The deeper issue is not about any single corporate group. Nor is private sector participation in defence manufacturing inherently problematic. In fact, diversified industrial ecosystems can strengthen national security and innovation. The problem arises when industrial policy begins to blur the line between strategic economic planning and corporate favoritism.
In that context, the rhetoric of Atmanirbhar Bharat begins to look increasingly hollow. Self-reliance cannot be achieved through slogans or branding campaigns. It requires sustained investment in research, technological capability, education, and institutional transparency. It requires building competitive industries that can thrive globally, not merely reshuffling domestic procurement opportunities among a handful of powerful conglomerates.
The danger of populist economic narratives is that they mobilize national pride while avoiding deeper structural questions—about unemployment, productivity, institutional reform, and the long-term direction of economic policy. By framing economic challenges as problems of foreign dependence, policymakers can shift attention away from domestic governance failures.

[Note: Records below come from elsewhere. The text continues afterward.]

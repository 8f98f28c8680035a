pub mod config;
pub mod error;
pub mod logging;
pub mod notifier;
pub mod runner;
pub mod source;
pub mod state;

pub use error::{MonitorError, Result};
use serde::{Deserialize, Serialize};

use crate::ear::MIN_REFERENCE_DISTANCE;
use crate::error::{Metric, MetricError};
use crate::landmarks::LandmarkSet;

/// Outer eye corners used as the roll reference `[left, right]`.
pub const HEAD_TILT_REFERENCE: [usize; 2] = [33, 263];

pub const HEAD_TILT_THRESHOLD: f64 = 30.0;
pub const HEAD_DOWN_CONSEC_FRAMES: u32 = 30;

#[inline]
fn normalize_roll(degrees: f64) -> f64 {
    // 镜像画面下两眼角左右互换，折回 [-90, 90]
    if degrees > 90.0 {
        degrees - 180.0
    } else if degrees < -90.0 {
        degrees + 180.0
    } else {
        degrees
    }
}

/// Roll angle in degrees of the line through the two reference eye corners.
///
/// Folded into `[-90, 90]` so a mirrored frame (corners swapped left/right)
/// reads the same as the unmirrored one. This is a 2D heuristic, not a pose
/// estimate.
pub fn head_tilt(reference: &[usize; 2], landmarks: &LandmarkSet<'_>) -> Result<f64, MetricError> {
    let left = landmarks.get(reference[0])?;
    let right = landmarks.get(reference[1])?;

    let distance = left.distance(&right);
    if !distance.is_finite() || distance < MIN_REFERENCE_DISTANCE {
        return Err(MetricError::DegenerateGeometry {
            metric: Metric::HeadTilt,
            distance,
        });
    }

    let angle = (right.y - left.y).atan2(right.x - left.x).to_degrees();
    Ok(normalize_roll(angle))
}

#[derive(Debug, Clone, Copy, PartialEq, Eq, Serialize, Deserialize)]
#[serde(tag = "type", rename_all = "snake_case")]
pub enum HeadEvent {
    HeadDownOnset,
    HeadRecovered { frames: u32 },
}

#[derive(Debug, Clone)]
pub struct HeadTiltDetector {
    threshold_deg: f64,
    consec_frames: u32,
    tilt_frames: u32,
    is_head_down: bool,
    last_angle: f64,
}

impl HeadTiltDetector {
    pub fn new(threshold_deg: f64, consec_frames: u32) -> Self {
        Self {
            threshold_deg,
            consec_frames: consec_frames.max(1),
            tilt_frames: 0,
            is_head_down: false,
            last_angle: 0.0,
        }
    }

    pub fn update(&mut self, angle: f64) -> Option<HeadEvent> {
        self.last_angle = angle;

        if angle.abs() > self.threshold_deg {
            self.tilt_frames = self.tilt_frames.saturating_add(1);
            let was_down = self.is_head_down;
            self.is_head_down = self.tilt_frames >= self.consec_frames;
            return (self.is_head_down && !was_down).then_some(HeadEvent::HeadDownOnset);
        }

        let frames = self.tilt_frames;
        let was_down = self.is_head_down;
        self.tilt_frames = 0;
        self.is_head_down = false;
        was_down.then_some(HeadEvent::HeadRecovered { frames })
    }

    pub fn tilt_frames(&self) -> u32 {
        self.tilt_frames
    }

    pub fn is_head_down(&self) -> bool {
        self.is_head_down
    }

    pub fn last_angle(&self) -> f64 {
        self.last_angle
    }

    pub fn reset(&mut self) {
        self.tilt_frames = 0;
        self.is_head_down = false;
        self.last_angle = 0.0;
    }
}

impl Default for HeadTiltDetector {
    fn default() -> Self {
        Self::new(HEAD_TILT_THRESHOLD, HEAD_DOWN_CONSEC_FRAMES)
    }
}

This is why critics increasingly ask a provocative question: is the policy truly Atmanirbhar Bharat—or something closer to “Atmanirbhar Adani”?
The question is ultimately about credibility. Defence manufacturing is not merely an economic activity; it is deeply intertwined with national security, democratic accountability, and public trust.
If India genuinely seeks self-reliance, the path forward must rely on transparent procurement, strong public institutions, and fair competition across the industrial ecosystem. Because self-reliance cannot be declared through political messaging.
It must be built—patiently, transparently, and in ways that strengthen the nation rather than the networks of power around it.